Some were so fleeting that their names are forgotten. Others were actually aborted; after receiving my contri-butions the editors failed to publish at all. The only truly long-term survivors have been the university papers, with their built-in subsidies and captive audiences, and The Bulletin, which has constantly remade itself since the days of founding editor J.F. Archibald. If a year is a long time in politics, then ten years is a lifetime for an Australian political magazine.
One groundbreaking magazine – or “independent journal of opinion”, as it styled itself – actually lasted 14 years. Nation, published every fortnight from 1958 to 1972, was founded by Tom Fitzgerald.

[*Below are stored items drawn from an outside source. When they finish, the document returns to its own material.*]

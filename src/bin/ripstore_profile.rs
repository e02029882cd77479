//! Drives a table through a representative insert/update/select/merge
//! workload and reports elapsed time per phase. Not part of the library's
//! public contract; a standalone knob for manually sanity-checking
//! performance after changes to the buffer pool or merge path.

use std::env;
use std::time::Instant;

use ripstore::config::Config;
use ripstore::database::Database;

fn main() {
    env_logger::init();

    let mut args = env::args().skip(1);
    let num_rows: i64 = args.next().and_then(|s| s.parse().ok()).unwrap_or(1000);
    let num_updates: i64 = args.next().and_then(|s| s.parse().ok()).unwrap_or(num_rows * 2);

    let dir = std::env::temp_dir().join(format!("ripstore_profile_{}", std::process::id()));
    let mut db = Database::with_config(&dir, Config::default()).expect("open database");
    let table = db
        .create_table("profile", 5, 0)
        .expect("create table");

    let start = Instant::now();
    for i in 0..num_rows {
        table.insert(vec![i, i, i, i, i]);
    }
    println!("insert {} rows: {:?}", num_rows, start.elapsed());

    let start = Instant::now();
    for i in 0..num_updates {
        let key = i % num_rows;
        table.update(key, vec![None, None, Some(i), None, None]);
    }
    println!("apply {} updates: {:?}", num_updates, start.elapsed());

    let start = Instant::now();
    for i in 0..num_rows {
        let _ = table.select(i, vec![true; 5]);
    }
    println!("select {} rows: {:?}", num_rows, start.elapsed());

    let start = Instant::now();
    table.merge(&table.all_tail_pages()).expect("merge");
    println!("merge: {:?}", start.elapsed());

    db.close().expect("close database");
    let _ = std::fs::remove_dir_all(&dir);
}
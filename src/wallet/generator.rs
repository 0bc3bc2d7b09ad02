//! Wallet generation and the wallet output file
//!
//! The output file is a pretty-printed JSON array of `{mnemonic, address}`
//! objects and is replaced in full on every write.

use std::path::Path;

use serde::{Deserialize, Serialize};
use tracing::debug;

use super::keys::{generate_mnemonic, Derivation};
use crate::error::{Error, Result};

/// One generated wallet
#[derive(Debug, Clone, PartialEq, Eq, Serialize, Deserialize)]
pub struct GeneratedWalletRecord {
    pub mnemonic: String,
    pub address: String,
}

/// Generate `count` independent wallets
pub fn generate_wallets(count: usize, derivation: &Derivation) -> Result<Vec<GeneratedWalletRecord>> {
    (0..count)
        .map(|_| {
            let mnemonic = generate_mnemonic()?;
            let address = derivation.address(&mnemonic)?;
            debug!("Generated wallet {}", address);
            Ok(GeneratedWalletRecord { mnemonic, address })
        })
        .collect()
}

/// Write the records, replacing any previous file contents
pub async fn save_wallets(path: &Path, records: &[GeneratedWalletRecord]) -> Result<()> {
    let json = serde_json::to_string_pretty(records)?;
    tokio::fs::write(path, json)
        .await
        .map_err(|e| Error::Io(format!("Failed to write {}: {}", path.display(), e)))
}

/// Read a wallet output file back
pub async fn load_wallet_records(path: &Path) -> Result<Vec<GeneratedWalletRecord>> {
    let contents = tokio::fs::read_to_string(path)
        .await
        .map_err(|e| Error::Io(format!("Failed to read {}: {}", path.display(), e)))?;
    Ok(serde_json::from_str(&contents)?)
}

/// Generate `count` wallets off the async runtime and persist them
pub async fn generate_and_save(count: usize, derivation: &Derivation, path: &Path) -> Result<Vec<GeneratedWalletRecord>> {
    let derivation = derivation.clone();
    let records = tokio::task::spawn_blocking(move || generate_wallets(count, &derivation))
        .await
        .map_err(|e| Error::KeyDerivation(format!("Wallet generation task failed: {}", e)))??;

    save_wallets(path, &records).await?;
    Ok(records)
}
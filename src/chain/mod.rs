//! Chain access
//!
//! The disbursement loop only ever needs two things from the network: the
//! spendable balance of an address and a way to broadcast a transfer and
//! wait for it to land in a block. `ChainGateway` is that seam.

pub mod rpc;

#[cfg(test)]
pub mod mock;

use async_trait::async_trait;

use crate::config::ChainConfig;
use crate::error::Result;
use crate::wallet::transfer::TransferRequest;

pub use rpc::RpcGateway;

/// Fee attached to every broadcast transaction
#[derive(Debug, Clone, PartialEq, Eq)]
pub struct FeeConfig {
    /// Fee amount in base units
    pub amount: u128,
    pub denom: String,
    pub gas_limit: u64,
}

impl FeeConfig {
    pub fn from_chain(chain: &ChainConfig) -> Self {
        Self {
            amount: u128::from(chain.min_tx_fee),
            denom: chain.base_denom.clone(),
            gas_limit: chain.gas_limit,
        }
    }
}

/// Balance and broadcast operations the disbursement loop depends on
#[async_trait]
pub trait ChainGateway: Send + Sync {
    /// Current spendable amount of `denom` held by `address`
    async fn query_balance(&self, address: &str, denom: &str) -> Result<u128>;

    /// Sign and broadcast a transfer, returning the transaction hash once the
    /// chain has executed it successfully
    async fn broadcast_transfer(&self, request: &TransferRequest<'_>, fee: &FeeConfig) -> Result<String>;
}
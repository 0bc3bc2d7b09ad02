//! CLI command implementations

use std::io::{BufRead, IsTerminal};
use std::path::Path;
use std::sync::Arc;

use anyhow::{Context, Result};
use dialoguer::{Input, Select};
use tracing::{info, warn};

use crate::chain::{ChainGateway, RpcGateway};
use crate::config::Config;
use crate::disburse::{DisbursementLoop, Strategy, StrategyKind};
use crate::wallet::account::{load_accounts, mnemonics_from_env, Account};
use crate::wallet::generator::generate_and_save;
use crate::wallet::keys::Derivation;

/// Options for `start` that can bypass the interactive prompts
#[derive(Debug, Clone, Default)]
pub struct StartOptions {
    pub strategy: Option<StrategyKind>,
    pub wallet_count: Option<usize>,
    pub max_cycles: Option<u64>,
}

/// Start the disbursement loop
pub async fn start(config: &Config, options: StartOptions) -> Result<()> {
    let accounts = load_source_accounts(config).await?;
    println!("{}", banner(config));

    // Everything the loop needs is fixed before it is built
    let kind = match options.strategy {
        Some(kind) => kind,
        None => prompt_strategy(config)?,
    };
    let wallet_count = match (kind, options.wallet_count) {
        (StrategyKind::Generate, Some(count)) => positive_count(count)?,
        (StrategyKind::Generate, None) => prompt_wallet_count(config)?,
        _ => 0,
    };
    let strategy = Strategy::from_kind(kind, config, wallet_count);

    info!("Initializing RPC client...");
    let gateway: Arc<dyn ChainGateway> = Arc::new(RpcGateway::new(&config.chain)?);

    let mut engine = DisbursementLoop::new(Arc::new(config.clone()), gateway, accounts, strategy);
    if let Some(max) = options.max_cycles {
        engine = engine.with_max_cycles(max);
    }

    let cancel = engine.cancellation_token();
    let prefix = config.log_prefix().to_string();
    tokio::spawn(async move {
        if tokio::signal::ctrl_c().await.is_ok() {
            warn!("{} Interrupt received, stopping after the current cycle", prefix);
            cancel.cancel();
        }
    });

    engine.run().await;
    Ok(())
}

/// Show the current balance of every configured account
pub async fn balances(config: &Config) -> Result<()> {
    let accounts = load_source_accounts(config).await?;
    let gateway = RpcGateway::new(&config.chain)?;

    println!("\n=== ACCOUNT BALANCES ===\n");

    let mut total: u128 = 0;
    for account in &accounts {
        print!("{} ({}): ", account.name(), account.address());
        match gateway
            .query_balance(&account.address(), &config.chain.base_denom)
            .await
        {
            Ok(balance) => {
                total += balance;
                println!(
                    "{} {} ({} {})",
                    config.to_display_amount(balance),
                    config.chain.display_symbol,
                    balance,
                    config.chain.base_denom
                );
            }
            Err(e) => println!("(balance fetch failed: {})", e),
        }
    }

    println!(
        "\nTotal: {} {} across {} accounts",
        config.to_display_amount(total),
        config.chain.display_symbol,
        accounts.len()
    );
    println!(
        "Fee threshold: {} {}",
        config.to_display_amount(config.fee_threshold()),
        config.chain.display_symbol
    );

    Ok(())
}

/// Generate wallets once and write them to the wallet file
pub async fn generate(config: &Config, count: Option<usize>) -> Result<()> {
    let count = match count {
        Some(count) => positive_count(count)?,
        None => prompt_wallet_count(config)?,
    };

    let output = Path::new(&config.disbursement.wallets_file);
    let records = generate_and_save(count, &Derivation::ephemeral(&config.chain), output).await?;

    println!(
        "{} Generated {} wallets and saved to {}",
        config.log_prefix(),
        records.len(),
        output.display()
    );
    Ok(())
}

/// Show current configuration (secrets masked)
pub fn show_config(config: &Config) -> Result<()> {
    println!("{}", config.masked_display());
    Ok(())
}

async fn load_source_accounts(config: &Config) -> Result<Vec<Arc<Account>>> {
    let seeds = mnemonics_from_env(&config.disbursement.mnemonic_env_prefix);
    info!(
        "Found {} seed phrases ({}*)",
        seeds.len(),
        config.disbursement.mnemonic_env_prefix
    );

    load_accounts(seeds, &Derivation::accounts(&config.chain))
        .await
        .context("Failed to initialize accounts")
}

/// Ask which strategy to run
///
/// Uses an arrow-key menu on a terminal and a numbered answer on piped stdin.
pub fn prompt_strategy(config: &Config) -> Result<StrategyKind> {
    let prompt = format!("{} Choose recipient method", config.log_prefix());
    let labels: Vec<String> = StrategyKind::ALL
        .iter()
        .map(|kind| kind.menu_label(config))
        .collect();

    if std::io::stdin().is_terminal() {
        let index = Select::new()
            .with_prompt(prompt)
            .items(&labels)
            .default(0)
            .interact()?;
        return Ok(StrategyKind::ALL[index]);
    }

    println!("{}:", prompt);
    for (i, label) in labels.iter().enumerate() {
        println!("{}. {}", i + 1, label);
    }

    let answer = read_stdin_line()?;
    StrategyKind::from_menu_number(&answer)
        .with_context(|| format!("Invalid choice {:?}, expected 1-4", answer.trim()))
}

/// Ask how many wallets to generate
pub fn prompt_wallet_count(config: &Config) -> Result<usize> {
    let prompt = format!("{} Enter number of wallets to generate", config.log_prefix());

    if std::io::stdin().is_terminal() {
        let count = Input::<usize>::new()
            .with_prompt(prompt)
            .validate_with(|n: &usize| -> std::result::Result<(), &str> {
                if *n > 0 {
                    Ok(())
                } else {
                    Err("enter a positive number")
                }
            })
            .interact_text()?;
        return Ok(count);
    }

    println!("{}: ", prompt);
    let answer = read_stdin_line()?;
    let count: usize = answer
        .trim()
        .parse()
        .with_context(|| format!("Invalid wallet count {:?}", answer.trim()))?;
    positive_count(count)
}

fn positive_count(count: usize) -> Result<usize> {
    if count == 0 {
        anyhow::bail!("Wallet count must be positive");
    }
    Ok(count)
}

fn read_stdin_line() -> Result<String> {
    let mut line = String::new();
    std::io::stdin()
        .lock()
        .read_line(&mut line)
        .context("Failed to read from stdin")?;
    Ok(line)
}

fn banner(config: &Config) -> String {
    let title = format!("{} Cosmos Wallet Manager", config.log_prefix());
    let border = "*".repeat(title.len() + 12);
    format!("\n  {border}\n  *     {title}     *\n  {border}\n")
}

#[cfg(test)]
mod tests {
    use super::*;

    #[test]
    fn test_banner_contains_prefix() {
        let mut config = Config::default();
        config.disbursement.log_prefix = "[osmo]".to_string();
        let banner = banner(&config);
        assert!(banner.contains("[osmo] Cosmos Wallet Manager"));
        let lines: Vec<&str> = banner.lines().filter(|l| !l.is_empty()).collect();
        assert_eq!(lines.len(), 3);
        assert_eq!(lines[0].len(), lines[1].len());
    }

    #[tokio::test]
    async fn test_generate_with_count_writes_file() {
        let dir = tempfile::tempdir().unwrap();
        let mut config = Config::default();
        config.disbursement.wallets_file = dir
            .path()
            .join("wallet.json")
            .to_string_lossy()
            .into_owned();

        generate(&config, Some(2)).await.unwrap();

        let records = crate::wallet::generator::load_wallet_records(Path::new(
            &config.disbursement.wallets_file,
        ))
        .await
        .unwrap();
        assert_eq!(records.len(), 2);
    }

    #[tokio::test]
    async fn test_generate_zero_count_keeps_existing_file() {
        let dir = tempfile::tempdir().unwrap();
        let path = dir.path().join("wallet.json");
        let saved = r#"[{"mnemonic":"keep","address":"cosmos1keep"}]"#;
        std::fs::write(&path, saved).unwrap();

        let mut config = Config::default();
        config.disbursement.wallets_file = path.to_string_lossy().into_owned();

        let err = generate(&config, Some(0)).await.unwrap_err();
        assert!(err.to_string().contains("Wallet count must be positive"));
        assert_eq!(std::fs::read_to_string(&path).unwrap(), saved);
    }

    #[test]
    fn test_positive_count() {
        assert!(positive_count(0).is_err());
        assert_eq!(positive_count(3).unwrap(), 3);
    }
}
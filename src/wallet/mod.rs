//! Wallet management module
//!
//! Provides the source accounts and everything that moves or creates keys:
//! - Seed phrase discovery and account derivation
//! - Ephemeral recipient and wallet generation
//! - Recipient list loading
//! - Transfer execution
//!
//! # Architecture
//!
//! ```text
//! env (MNEMONIC*) → load_accounts → Account ─┐
//!                                            ├→ TransferExecutor → ChainGateway
//! recipients.txt → RecipientList ────────────┘
//! ```

pub mod account;
pub mod generator;
pub mod keys;
pub mod recipients;
pub mod transfer;

pub use account::{collect_mnemonics, load_accounts, mnemonics_from_env, Account, SeedPhrase};
pub use generator::{generate_and_save, load_wallet_records, GeneratedWalletRecord};
pub use keys::{generate_ephemeral_address, generate_mnemonic, Derivation};
pub use recipients::{RecipientList, RecipientSource};
pub use transfer::{TransferExecutor, TransferRequest, TransferResult};
//! Command-line interface

pub mod commands;
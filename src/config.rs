//! Configuration loading and validation

use anyhow::{Context, Result};
use serde::Deserialize;
use std::path::Path;
use std::time::Duration;

/// Main configuration structure
#[derive(Debug, Clone, Deserialize)]
pub struct Config {
    #[serde(default)]
    pub chain: ChainConfig,
    #[serde(default)]
    pub disbursement: DisbursementConfig,
}

/// Chain parameters: denominations, fees, RPC and address derivation
#[derive(Debug, Clone, Deserialize)]
pub struct ChainConfig {
    #[serde(default = "default_rpc_endpoint")]
    pub rpc_endpoint: String,
    /// Chain id used when signing. Fetched from the node when empty.
    #[serde(default)]
    pub chain_id: String,
    /// Base (smallest unit) denomination, e.g. `uatom`
    #[serde(default = "default_base_denom")]
    pub base_denom: String,
    /// Human-readable symbol, e.g. `ATOM`
    #[serde(default = "default_display_symbol")]
    pub display_symbol: String,
    /// Decimal exponent between base and display units
    #[serde(default = "default_exponent")]
    pub exponent: u32,
    /// Minimum transaction fee in base units. Also the balance gate.
    #[serde(default = "default_min_tx_fee")]
    pub min_tx_fee: u64,
    #[serde(default = "default_gas_limit")]
    pub gas_limit: u64,
    /// BIP-44 coin type used for the HD derivation path
    #[serde(default = "default_coin_type")]
    pub coin_type: u32,
    /// Bech32 prefix for source accounts
    #[serde(default = "default_address_prefix")]
    pub address_prefix: String,
    /// Bech32 prefix for generated one-time recipients and wallet files
    #[serde(default = "default_address_prefix")]
    pub ephemeral_address_prefix: String,
    #[serde(default)]
    pub memo: String,
}

/// Loop scheduling, file locations and output formatting
#[derive(Debug, Clone, Deserialize)]
pub struct DisbursementConfig {
    #[serde(default = "default_interval_secs")]
    pub interval_secs: u64,
    /// Amount sent per transfer by the auto-generate and file strategies
    #[serde(default = "default_transfer_amount")]
    pub transfer_amount: u64,
    #[serde(default = "default_recipients_file")]
    pub recipients_file: String,
    #[serde(default = "default_wallets_file")]
    pub wallets_file: String,
    /// Environment variables starting with this marker hold seed phrases
    #[serde(default = "default_mnemonic_env_prefix")]
    pub mnemonic_env_prefix: String,
    /// Prefix for every user-facing log line
    #[serde(default = "default_log_prefix")]
    pub log_prefix: String,
}

impl Default for ChainConfig {
    fn default() -> Self {
        Self {
            rpc_endpoint: default_rpc_endpoint(),
            chain_id: String::new(),
            base_denom: default_base_denom(),
            display_symbol: default_display_symbol(),
            exponent: default_exponent(),
            min_tx_fee: default_min_tx_fee(),
            gas_limit: default_gas_limit(),
            coin_type: default_coin_type(),
            address_prefix: default_address_prefix(),
            ephemeral_address_prefix: default_address_prefix(),
            memo: String::new(),
        }
    }
}

impl Default for DisbursementConfig {
    fn default() -> Self {
        Self {
            interval_secs: default_interval_secs(),
            transfer_amount: default_transfer_amount(),
            recipients_file: default_recipients_file(),
            wallets_file: default_wallets_file(),
            mnemonic_env_prefix: default_mnemonic_env_prefix(),
            log_prefix: default_log_prefix(),
        }
    }
}

fn default_rpc_endpoint() -> String {
    "https://cosmos-rpc.publicnode.com:443".to_string()
}

fn default_base_denom() -> String {
    "uatom".to_string()
}

fn default_display_symbol() -> String {
    "ATOM".to_string()
}

fn default_exponent() -> u32 {
    6
}

fn default_min_tx_fee() -> u64 {
    5_000
}

fn default_gas_limit() -> u64 {
    200_000
}

fn default_coin_type() -> u32 {
    118
}

fn default_address_prefix() -> String {
    "cosmos".to_string()
}

fn default_interval_secs() -> u64 {
    30
}

fn default_transfer_amount() -> u64 {
    1
}

fn default_recipients_file() -> String {
    "recipients.txt".to_string()
}

fn default_wallets_file() -> String {
    "wallet.json".to_string()
}

fn default_mnemonic_env_prefix() -> String {
    "MNEMONIC".to_string()
}

fn default_log_prefix() -> String {
    "[disburse]".to_string()
}

impl Config {
    /// Load configuration from file and environment variables
    pub fn load<P: AsRef<Path>>(path: P) -> Result<Self> {
        let path = path.as_ref();

        let settings = config::Config::builder()
            // Load from file if exists
            .add_source(config::File::from(path).required(false))
            // Override with environment variables (prefix DISBURSE_)
            .add_source(
                config::Environment::with_prefix("DISBURSE")
                    .prefix_separator("_")
                    .separator("__")
                    .try_parsing(true),
            )
            .build()
            .context("Failed to build configuration")?;

        let config: Config = settings
            .try_deserialize()
            .context("Failed to deserialize configuration")?;

        config.validate()?;

        Ok(config)
    }

    /// Validate configuration values
    pub fn validate(&self) -> Result<()> {
        let chain = &self.chain;

        let endpoint = url::Url::parse(&chain.rpc_endpoint)
            .with_context(|| format!("Invalid rpc_endpoint: {}", chain.rpc_endpoint))?;
        if !matches!(endpoint.scheme(), "http" | "https") {
            anyhow::bail!("rpc_endpoint must use http or https, got {}", endpoint.scheme());
        }

        if chain.base_denom.trim().is_empty() {
            anyhow::bail!("base_denom must not be empty");
        }
        if chain.display_symbol.trim().is_empty() {
            anyhow::bail!("display_symbol must not be empty");
        }
        if chain.address_prefix.trim().is_empty() || chain.ephemeral_address_prefix.trim().is_empty()
        {
            anyhow::bail!("address prefixes must not be empty");
        }

        // 10^exponent must fit comfortably in an f64 for display
        if chain.exponent > 18 {
            anyhow::bail!("exponent cannot exceed 18, got {}", chain.exponent);
        }

        if chain.min_tx_fee == 0 {
            anyhow::bail!("min_tx_fee must be positive");
        }
        if chain.gas_limit == 0 {
            anyhow::bail!("gas_limit must be positive");
        }

        if self.disbursement.transfer_amount == 0 {
            anyhow::bail!("transfer_amount must be at least 1 base unit");
        }
        if self.disbursement.interval_secs == 0 {
            anyhow::bail!("interval_secs must be positive");
        }
        if self.disbursement.mnemonic_env_prefix.is_empty() {
            anyhow::bail!("mnemonic_env_prefix must not be empty");
        }

        Ok(())
    }

    /// Sleep between cycles
    pub fn interval(&self) -> Duration {
        Duration::from_secs(self.disbursement.interval_secs)
    }

    /// Minimum balance, in base units, needed to cover one transaction
    pub fn fee_threshold(&self) -> u128 {
        u128::from(self.chain.min_tx_fee)
    }

    /// Base units sent per transfer by the auto-generate and file strategies
    pub fn transfer_amount(&self) -> u128 {
        u128::from(self.disbursement.transfer_amount)
    }

    /// Prefix prepended to user-facing log lines
    pub fn log_prefix(&self) -> &str {
        &self.disbursement.log_prefix
    }

    /// Convert a base-unit amount to display units
    pub fn to_display_amount(&self, base_units: u128) -> f64 {
        base_units as f64 / 10f64.powi(self.chain.exponent as i32)
    }

    /// Get masked configuration for display (hide secrets)
    pub fn masked_display(&self) -> String {
        format!(
            r#"Configuration:
  Chain:
    rpc_endpoint: {}
    chain_id: {}
    denom: {} ({}, exponent {})
    min_tx_fee: {} {}
    gas_limit: {}
    coin_type: {}
    address_prefix: {}
    ephemeral_address_prefix: {}
  Disbursement:
    interval: {}s
    transfer_amount: {} {}
    recipients_file: {}
    wallets_file: {}
    mnemonic_env_prefix: {}
"#,
            mask_url(&self.chain.rpc_endpoint),
            if self.chain.chain_id.is_empty() {
                "(from node)"
            } else {
                &self.chain.chain_id
            },
            self.chain.base_denom,
            self.chain.display_symbol,
            self.chain.exponent,
            self.chain.min_tx_fee,
            self.chain.base_denom,
            self.chain.gas_limit,
            self.chain.coin_type,
            self.chain.address_prefix,
            self.chain.ephemeral_address_prefix,
            self.disbursement.interval_secs,
            self.disbursement.transfer_amount,
            self.chain.base_denom,
            self.disbursement.recipients_file,
            self.disbursement.wallets_file,
            self.disbursement.mnemonic_env_prefix,
        )
    }
}

/// Mask URL for display (hide credentials and API keys in query params)
fn mask_url(raw: &str) -> String {
    let Ok(mut url) = url::Url::parse(raw) else {
        return "***".to_string();
    };

    if url.query().is_some() {
        url.set_query(Some("***"));
    }
    if !url.username().is_empty() || url.password().is_some() {
        // Only fails for URLs that cannot carry credentials
        let _ = url.set_username("***");
        let _ = url.set_password(None);
    }

    url.to_string()
}

impl Default for Config {
    fn default() -> Self {
        Self {
            chain: ChainConfig::default(),
            disbursement: DisbursementConfig::default(),
        }
    }
}
//! Disbursement policy and scheduling
//!
//! ```text
//! DisbursementLoop → ChainGateway::query_balance
//!        ↓
//!    Strategy (gate + amount)
//!        ↓
//! TransferExecutor → ChainGateway::broadcast_transfer
//! ```

pub mod engine;
pub mod strategy;

pub use engine::{CycleReport, DisbursementLoop};
pub use strategy::{Decision, Strategy, StrategyKind};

Undernourished by his day job as The Sydney Morning Herald’s brilliant financial editor, Fitzgerald bankrolled Nation by mortgaging the family home and taking out a 5,000-pound loan. Filing cabinets were constructed from fruit boxes. My father, who wrote about TV, books and much else for Nation, described the upstairs office at 777B George Street, Sydney, as “a room above an illegal abortionist in a grimy building near Railway Square”. Once, when Nation extracted a chapter of Vladimir Nabokov’s Lolita, federal security officers scoured the printery in search of the incendiary pages. They were hidden, its Adelaide correspondent Ken Inglis recalls, in a toilet cistern.